**Requirement**
Take from the data every line in which the word "Transaction" is found.

**Data extracts**
####
//! Domain layer for the Block subsystem

mod block;
mod error;
mod header;

pub use block::*;
pub use error::*;
pub use header::*;
//! Scheduler configuration

use serde::Deserialize;

/// Configuration for the round-robin scheduler
#[derive(Clone, Debug, PartialEq, Eq, Deserialize)]
#[serde(default)]
pub struct ConsensusConfig {
    /// Minimum time between consecutive blocks (milliseconds)
    pub block_interval_ms: u64,
    /// Consecutive misses after which a validator is penalized
    pub max_consecutive_misses: u64,
    /// Active validators required for the chain to be considered live
    pub min_active_validators: usize,
}

impl Default for ConsensusConfig {
    fn default() -> Self {
        Self {
            block_interval_ms: 100,
            max_consecutive_misses: 3,
            min_active_validators: 1,
        }
    }
}

impl ConsensusConfig {
    /// Short interval for tests driven by a manual clock.
    pub fn for_testing() -> Self {
        Self {
            block_interval_ms: 10,
            max_consecutive_misses: 2,
            min_active_validators: 1,
        }
    }
}
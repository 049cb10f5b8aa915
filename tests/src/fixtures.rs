//! Builders shared by integration tests, properties and benchmarks.

use pc_01_authority::Authority;
use pc_02_block::Block;
use pc_03_consensus::ConsensusConfig;
use pc_04_ledger::{Ledger, LedgerConfig};
use poa_telemetry::{init_logging, TelemetryConfig};
use shared_types::{BigInt, ManualTimeSource, Timestamp, Transaction, ZERO_HASH, U256};
use std::sync::Arc;

pub const GENESIS_TIME: Timestamp = 1_700_000_000_000;
pub const BLOCK_INTERVAL_MS: u64 = 100;
pub const BLOCK_GAS_LIMIT: u64 = 1_000_000;

pub fn ledger_config() -> LedgerConfig {
    LedgerConfig {
        block_gas_limit: BLOCK_GAS_LIMIT,
        consensus: ConsensusConfig {
            block_interval_ms: BLOCK_INTERVAL_MS,
            max_consecutive_misses: 3,
            min_active_validators: 1,
        },
    }
}

/// Install the test subscriber once per process. Later calls are no-ops.
pub fn init_test_logging() {
    let _ = init_logging(&TelemetryConfig::for_testing());
}

/// A ledger with `genesis` as its only validator and a manual clock at
/// [`GENESIS_TIME`].
pub fn create_ledger(genesis: &Arc<Authority>) -> (Ledger, Arc<ManualTimeSource>) {
    let clock = Arc::new(ManualTimeSource::new(GENESIS_TIME));
    let ledger = Ledger::with_time_source(Arc::clone(genesis), ledger_config(), clock.clone())
        .expect("genesis");
    (ledger, clock)
}

/// Signed, empty successor of the current tip.
pub fn next_block(ledger: &Ledger, signer: &Authority, timestamp: Timestamp) -> Block {
    let tip = ledger.latest_block();
    Block::new(
        tip.height() + 1,
        tip.hash(),
        ZERO_HASH,
        BLOCK_GAS_LIMIT,
        timestamp,
        signer,
    )
    .expect("sign block")
}

/// Append `count` blocks, each producer taken from the scheduler's turn.
pub fn extend_chain(
    ledger: &Ledger,
    clock: &ManualTimeSource,
    signers: &[Arc<Authority>],
    count: usize,
) {
    for _ in 0..count {
        let now = clock.advance(BLOCK_INTERVAL_MS);
        let holder = ledger.current_validator().expect("turn holder");
        let signer = signers
            .iter()
            .find(|s| s.address() == holder.address())
            .expect("signer for turn holder");
        ledger
            .append_block(next_block(ledger, signer, now))
            .expect("append");
    }
}

pub fn transaction(sender: u8, nonce: u64, gas_price: u64, gas_limit: u64) -> Transaction {
    Transaction::new(
        [sender; 32],
        [0xEE; 32],
        BigInt::from(1_000u64),
        Vec::new(),
        U256::from(gas_price),
        gas_limit,
        nonce,
    )
}
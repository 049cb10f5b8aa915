//! Validator identity and health tracking

use super::{AuthorityError, AuthorityResult};
use parking_lot::RwLock;
use serde::{Deserialize, Serialize};
use shared_crypto::{Secp256k1KeyPair, Secp256k1PublicKey, Secp256k1Signature};
use shared_types::{short_hex, Address, Signature, Timestamp, ValidatorStatus};
use tracing::debug;

/// Mutable health state of a validator.
#[derive(Clone, Copy, Debug, Default, PartialEq, Eq)]
struct Health {
    status: ValidatorStatus,
    last_active: Timestamp,
    produced_blocks: u64,
    missed_blocks: u64,
    consecutive_misses: u64,
}

/// Point-in-time snapshot of an authority's health counters.
#[derive(Clone, Copy, Debug, PartialEq, Eq, Serialize, Deserialize)]
pub struct AuthorityMetrics {
    pub address: Address,
    pub status: ValidatorStatus,
    pub last_active: Timestamp,
    pub produced_blocks: u64,
    pub missed_blocks: u64,
    pub consecutive_misses: u64,
}

impl AuthorityMetrics {
    /// Share of assigned turns that produced a block, in `[0.0, 1.0]`.
    ///
    /// A validator with no turns yet reports `1.0`.
    pub fn uptime(&self) -> f64 {
        let total = self.produced_blocks + self.missed_blocks;
        if total == 0 {
            return 1.0;
        }
        self.produced_blocks as f64 / total as f64
    }
}

/// A validator identity: keypair, derived address and health counters.
///
/// The private key never leaves this struct. An authority built with
/// [`Authority::from_public_key`] can verify but not sign.
pub struct Authority {
    address: Address,
    public_key: Secp256k1PublicKey,
    keypair: Option<Secp256k1KeyPair>,
    health: RwLock<Health>,
}

impl std::fmt::Debug for Authority {
    fn fmt(&self, f: &mut std::fmt::Formatter<'_>) -> std::fmt::Result {
        f.debug_struct("Authority")
            .field("address", &short_hex(&self.address))
            .field("can_sign", &self.keypair.is_some())
            .field("health", &*self.health.read())
            .finish()
    }
}

impl Authority {
    /// Create an authority from 32 bytes of secret key material, or a fresh
    /// random keypair when `None`.
    pub fn new(key_material: Option<[u8; 32]>) -> AuthorityResult<Self> {
        let keypair = match key_material {
            Some(bytes) => Secp256k1KeyPair::from_bytes(bytes)
                .map_err(|e| AuthorityError::KeyGenerationFailed(e.to_string()))?,
            None => Secp256k1KeyPair::generate(),
        };
        Ok(Self::from_keypair(keypair))
    }

    /// Create an authority with a fresh random keypair.
    pub fn generate() -> Self {
        Self::from_keypair(Secp256k1KeyPair::generate())
    }

    /// Create a verify-only authority from a compressed public key.
    pub fn from_public_key(bytes: [u8; 33]) -> AuthorityResult<Self> {
        let public_key =
            Secp256k1PublicKey::from_bytes(bytes).map_err(|_| AuthorityError::InvalidPublicKey)?;
        Ok(Self::assemble(public_key, None))
    }

    fn from_keypair(keypair: Secp256k1KeyPair) -> Self {
        let public_key = keypair.public_key();
        Self::assemble(public_key, Some(keypair))
    }

    fn assemble(public_key: Secp256k1PublicKey, keypair: Option<Secp256k1KeyPair>) -> Self {
        let address = public_key.to_address();
        debug!(address = %short_hex(&address), "Authority created");
        Self {
            address,
            public_key,
            keypair,
            health: RwLock::new(Health::default()),
        }
    }

    pub fn address(&self) -> &Address {
        &self.address
    }

    pub fn public_key(&self) -> &Secp256k1PublicKey {
        &self.public_key
    }

    /// Whether this authority holds a private key.
    pub fn can_sign(&self) -> bool {
        self.keypair.is_some()
    }

    /// Sign a digest with the private key.
    pub fn sign(&self, digest: &[u8]) -> AuthorityResult<Signature> {
        let keypair = self
            .keypair
            .as_ref()
            .ok_or_else(|| AuthorityError::SigningFailed("no private key".to_string()))?;
        let signature = keypair
            .sign(digest)
            .map_err(|e| AuthorityError::SigningFailed(e.to_string()))?;
        Ok(*signature.as_bytes())
    }

    /// Verify a signature over `digest` against this authority's public key.
    pub fn verify(&self, digest: &[u8], signature: &Signature) -> bool {
        self.public_key
            .verify(digest, &Secp256k1Signature::from_bytes(*signature))
            .is_ok()
    }

    /// Credit a produced block: resets the miss streak.
    pub fn record_block_production(&self, at: Timestamp) {
        let mut health = self.health.write();
        health.produced_blocks += 1;
        health.consecutive_misses = 0;
        health.last_active = at;
    }

    /// Charge a missed turn. Returns the new consecutive miss count.
    pub fn record_missed_block(&self) -> u64 {
        let mut health = self.health.write();
        health.missed_blocks += 1;
        health.consecutive_misses += 1;
        health.consecutive_misses
    }

    pub fn status(&self) -> ValidatorStatus {
        self.health.read().status
    }

    pub fn is_active(&self) -> bool {
        self.status() == ValidatorStatus::Active
    }

    /// Set the status. Returns the previous one.
    ///
    /// Becoming `Active` refreshes `last_active` and clears the miss streak.
    pub fn set_status(&self, status: ValidatorStatus, at: Timestamp) -> ValidatorStatus {
        let mut health = self.health.write();
        let previous = health.status;
        health.status = status;
        if status == ValidatorStatus::Active {
            health.last_active = at;
            health.consecutive_misses = 0;
        }
        previous
    }

    pub fn last_active(&self) -> Timestamp {
        self.health.read().last_active
    }

    pub fn consecutive_misses(&self) -> u64 {
        self.health.read().consecutive_misses
    }

    /// Snapshot of the health counters.
    pub fn metrics(&self) -> AuthorityMetrics {
        let health = *self.health.read();
        AuthorityMetrics {
            address: self.address,
            status: health.status,
            last_active: health.last_active,
            produced_blocks: health.produced_blocks,
            missed_blocks: health.missed_blocks,
            consecutive_misses: health.consecutive_misses,
        }
    }
}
####
**Completed task**
use shared_types::{BigInt, ManualTimeSource, Timestamp, Transaction, ZERO_HASH, U256};
pub fn transaction(sender: u8, nonce: u64, gas_price: u64, gas_limit: u64) -> Transaction {
    Transaction::new(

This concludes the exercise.